- _THE TASK_: Start at the line with "fn into_response(self) ->" in the records below, stop at the line with "for Axum handlers.", and return every line in that span exactly, the two end lines included.

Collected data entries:
►

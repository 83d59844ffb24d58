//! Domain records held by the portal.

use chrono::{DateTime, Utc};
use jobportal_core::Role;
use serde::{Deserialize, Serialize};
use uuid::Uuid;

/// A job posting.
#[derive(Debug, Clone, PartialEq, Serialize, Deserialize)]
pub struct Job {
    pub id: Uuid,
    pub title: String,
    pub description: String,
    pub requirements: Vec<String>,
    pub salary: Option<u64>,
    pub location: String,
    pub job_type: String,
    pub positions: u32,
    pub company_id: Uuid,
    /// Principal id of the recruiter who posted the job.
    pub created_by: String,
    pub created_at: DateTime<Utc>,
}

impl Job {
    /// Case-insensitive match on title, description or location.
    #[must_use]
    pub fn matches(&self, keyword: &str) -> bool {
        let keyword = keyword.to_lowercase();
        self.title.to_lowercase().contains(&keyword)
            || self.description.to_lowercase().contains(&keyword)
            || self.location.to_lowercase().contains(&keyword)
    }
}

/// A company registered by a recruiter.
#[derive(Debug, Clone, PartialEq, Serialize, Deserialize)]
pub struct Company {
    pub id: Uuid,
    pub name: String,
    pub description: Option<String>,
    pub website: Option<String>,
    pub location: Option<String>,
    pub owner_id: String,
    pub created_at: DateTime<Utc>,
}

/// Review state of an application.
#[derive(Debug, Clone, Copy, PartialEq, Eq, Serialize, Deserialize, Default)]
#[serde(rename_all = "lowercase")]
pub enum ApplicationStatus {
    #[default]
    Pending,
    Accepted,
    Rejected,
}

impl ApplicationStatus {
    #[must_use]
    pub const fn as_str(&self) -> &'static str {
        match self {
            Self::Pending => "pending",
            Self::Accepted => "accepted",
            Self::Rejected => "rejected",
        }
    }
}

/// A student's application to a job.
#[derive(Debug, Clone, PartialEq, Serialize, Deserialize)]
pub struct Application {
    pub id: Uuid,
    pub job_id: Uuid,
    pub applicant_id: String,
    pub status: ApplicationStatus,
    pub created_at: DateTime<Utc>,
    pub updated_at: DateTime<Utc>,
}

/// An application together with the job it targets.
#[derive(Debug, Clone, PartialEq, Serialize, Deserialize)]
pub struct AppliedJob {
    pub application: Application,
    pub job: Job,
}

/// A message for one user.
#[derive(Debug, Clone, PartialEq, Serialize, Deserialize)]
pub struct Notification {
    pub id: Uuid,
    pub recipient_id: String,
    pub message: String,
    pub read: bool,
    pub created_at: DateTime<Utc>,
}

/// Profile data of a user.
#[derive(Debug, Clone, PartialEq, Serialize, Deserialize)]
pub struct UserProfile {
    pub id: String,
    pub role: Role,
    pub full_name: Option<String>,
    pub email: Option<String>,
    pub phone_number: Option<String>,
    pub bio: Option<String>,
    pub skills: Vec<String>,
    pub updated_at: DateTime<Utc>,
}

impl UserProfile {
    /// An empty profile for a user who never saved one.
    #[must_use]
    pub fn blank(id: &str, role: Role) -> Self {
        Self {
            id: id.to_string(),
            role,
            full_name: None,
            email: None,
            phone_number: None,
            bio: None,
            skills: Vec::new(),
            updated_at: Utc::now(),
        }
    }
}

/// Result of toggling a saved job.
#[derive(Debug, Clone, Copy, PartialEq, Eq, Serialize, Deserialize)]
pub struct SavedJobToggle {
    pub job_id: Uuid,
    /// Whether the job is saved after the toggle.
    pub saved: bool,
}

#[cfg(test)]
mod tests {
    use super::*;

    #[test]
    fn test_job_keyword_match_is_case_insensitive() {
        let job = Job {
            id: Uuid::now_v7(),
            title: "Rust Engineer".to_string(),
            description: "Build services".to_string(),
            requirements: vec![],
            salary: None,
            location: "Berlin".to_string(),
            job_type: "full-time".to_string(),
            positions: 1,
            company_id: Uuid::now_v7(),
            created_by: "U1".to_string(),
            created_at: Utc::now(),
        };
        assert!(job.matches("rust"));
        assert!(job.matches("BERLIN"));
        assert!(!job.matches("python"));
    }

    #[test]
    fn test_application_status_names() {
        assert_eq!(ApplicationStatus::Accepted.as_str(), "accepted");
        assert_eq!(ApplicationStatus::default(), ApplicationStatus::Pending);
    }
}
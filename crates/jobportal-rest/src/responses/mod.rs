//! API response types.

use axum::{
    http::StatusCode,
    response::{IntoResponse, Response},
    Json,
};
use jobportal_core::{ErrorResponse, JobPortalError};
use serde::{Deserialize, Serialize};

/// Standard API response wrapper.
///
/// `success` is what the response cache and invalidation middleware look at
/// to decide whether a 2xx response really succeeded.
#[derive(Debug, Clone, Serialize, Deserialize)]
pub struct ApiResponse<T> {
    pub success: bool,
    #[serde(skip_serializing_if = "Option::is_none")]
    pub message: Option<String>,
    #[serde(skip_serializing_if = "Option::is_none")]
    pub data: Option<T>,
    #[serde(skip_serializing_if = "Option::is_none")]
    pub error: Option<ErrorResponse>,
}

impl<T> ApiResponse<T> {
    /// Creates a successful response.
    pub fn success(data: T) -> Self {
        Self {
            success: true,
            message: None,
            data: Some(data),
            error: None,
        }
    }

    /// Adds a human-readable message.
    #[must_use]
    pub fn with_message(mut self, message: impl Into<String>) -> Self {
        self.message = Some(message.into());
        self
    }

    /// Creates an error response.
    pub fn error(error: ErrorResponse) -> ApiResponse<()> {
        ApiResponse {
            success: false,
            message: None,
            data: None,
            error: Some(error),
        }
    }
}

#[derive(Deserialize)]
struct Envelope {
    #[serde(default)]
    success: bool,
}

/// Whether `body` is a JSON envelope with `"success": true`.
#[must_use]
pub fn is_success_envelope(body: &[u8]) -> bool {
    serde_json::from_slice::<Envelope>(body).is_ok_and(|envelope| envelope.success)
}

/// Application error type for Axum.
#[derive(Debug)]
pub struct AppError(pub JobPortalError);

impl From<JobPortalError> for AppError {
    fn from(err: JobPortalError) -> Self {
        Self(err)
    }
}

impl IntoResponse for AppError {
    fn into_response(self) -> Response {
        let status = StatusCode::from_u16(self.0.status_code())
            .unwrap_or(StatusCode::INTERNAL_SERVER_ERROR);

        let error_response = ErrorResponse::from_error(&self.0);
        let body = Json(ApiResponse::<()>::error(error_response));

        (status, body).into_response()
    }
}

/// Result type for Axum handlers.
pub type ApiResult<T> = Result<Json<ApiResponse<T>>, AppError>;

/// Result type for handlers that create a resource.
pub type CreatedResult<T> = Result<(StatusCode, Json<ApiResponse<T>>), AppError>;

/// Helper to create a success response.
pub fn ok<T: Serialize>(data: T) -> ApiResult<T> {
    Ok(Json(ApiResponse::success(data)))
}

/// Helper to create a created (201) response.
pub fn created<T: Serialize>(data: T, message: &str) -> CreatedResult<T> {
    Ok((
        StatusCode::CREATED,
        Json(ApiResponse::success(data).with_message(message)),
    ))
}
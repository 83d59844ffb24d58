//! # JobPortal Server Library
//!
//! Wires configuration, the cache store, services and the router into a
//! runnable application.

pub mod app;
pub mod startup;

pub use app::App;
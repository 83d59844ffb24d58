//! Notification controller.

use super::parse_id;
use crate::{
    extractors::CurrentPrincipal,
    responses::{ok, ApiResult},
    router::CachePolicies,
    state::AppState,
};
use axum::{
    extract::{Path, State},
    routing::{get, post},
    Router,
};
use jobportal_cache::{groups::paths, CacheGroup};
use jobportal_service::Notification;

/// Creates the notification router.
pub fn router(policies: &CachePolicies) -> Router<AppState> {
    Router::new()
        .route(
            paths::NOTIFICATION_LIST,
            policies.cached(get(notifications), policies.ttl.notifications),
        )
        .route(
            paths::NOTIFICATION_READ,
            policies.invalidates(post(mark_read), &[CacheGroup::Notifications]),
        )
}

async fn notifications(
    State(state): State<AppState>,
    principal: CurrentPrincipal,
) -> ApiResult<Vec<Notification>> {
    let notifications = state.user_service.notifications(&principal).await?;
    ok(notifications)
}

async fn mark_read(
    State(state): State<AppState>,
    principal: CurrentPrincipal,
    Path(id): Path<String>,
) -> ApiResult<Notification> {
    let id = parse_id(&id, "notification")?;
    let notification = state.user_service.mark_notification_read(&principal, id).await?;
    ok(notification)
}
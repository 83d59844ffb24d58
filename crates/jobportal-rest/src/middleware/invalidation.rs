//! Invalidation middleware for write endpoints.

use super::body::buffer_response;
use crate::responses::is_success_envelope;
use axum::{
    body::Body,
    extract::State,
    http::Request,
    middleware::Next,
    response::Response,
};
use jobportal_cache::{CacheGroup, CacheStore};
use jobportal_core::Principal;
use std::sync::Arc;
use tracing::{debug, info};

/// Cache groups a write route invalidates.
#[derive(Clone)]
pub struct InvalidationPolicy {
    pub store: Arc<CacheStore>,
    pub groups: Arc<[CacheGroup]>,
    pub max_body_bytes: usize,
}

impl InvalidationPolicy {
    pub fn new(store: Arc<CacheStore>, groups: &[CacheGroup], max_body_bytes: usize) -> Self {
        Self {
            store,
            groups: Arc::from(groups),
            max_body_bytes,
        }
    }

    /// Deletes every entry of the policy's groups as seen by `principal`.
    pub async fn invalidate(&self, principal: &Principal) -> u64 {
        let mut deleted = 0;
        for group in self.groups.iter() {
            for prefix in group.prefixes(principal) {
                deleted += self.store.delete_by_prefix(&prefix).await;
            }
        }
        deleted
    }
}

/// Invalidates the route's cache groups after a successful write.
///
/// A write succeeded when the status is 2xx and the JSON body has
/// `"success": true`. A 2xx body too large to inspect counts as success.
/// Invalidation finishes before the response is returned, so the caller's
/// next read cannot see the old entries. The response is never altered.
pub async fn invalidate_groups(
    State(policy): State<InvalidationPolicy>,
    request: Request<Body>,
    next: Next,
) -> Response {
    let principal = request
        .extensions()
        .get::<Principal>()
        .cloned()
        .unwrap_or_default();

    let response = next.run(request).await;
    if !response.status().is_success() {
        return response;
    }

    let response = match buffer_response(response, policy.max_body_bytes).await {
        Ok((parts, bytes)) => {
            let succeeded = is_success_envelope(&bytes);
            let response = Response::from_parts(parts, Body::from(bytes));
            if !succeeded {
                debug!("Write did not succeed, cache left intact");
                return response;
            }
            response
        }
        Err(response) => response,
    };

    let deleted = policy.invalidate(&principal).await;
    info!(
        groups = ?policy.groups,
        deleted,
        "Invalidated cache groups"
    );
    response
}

◄

- _WRITTEN SOLUTION_:
    fn into_response(self) -> Response {
        let status = StatusCode::from_u16(self.0.status_code())
            .unwrap_or(StatusCode::INTERNAL_SERVER_ERROR);

        let error_response = ErrorResponse::from_error(&self.0);
        let body = Json(ApiResponse::<()>::error(error_response));

        (status, body).into_response()
    }
}

/// Result type for Axum handlers.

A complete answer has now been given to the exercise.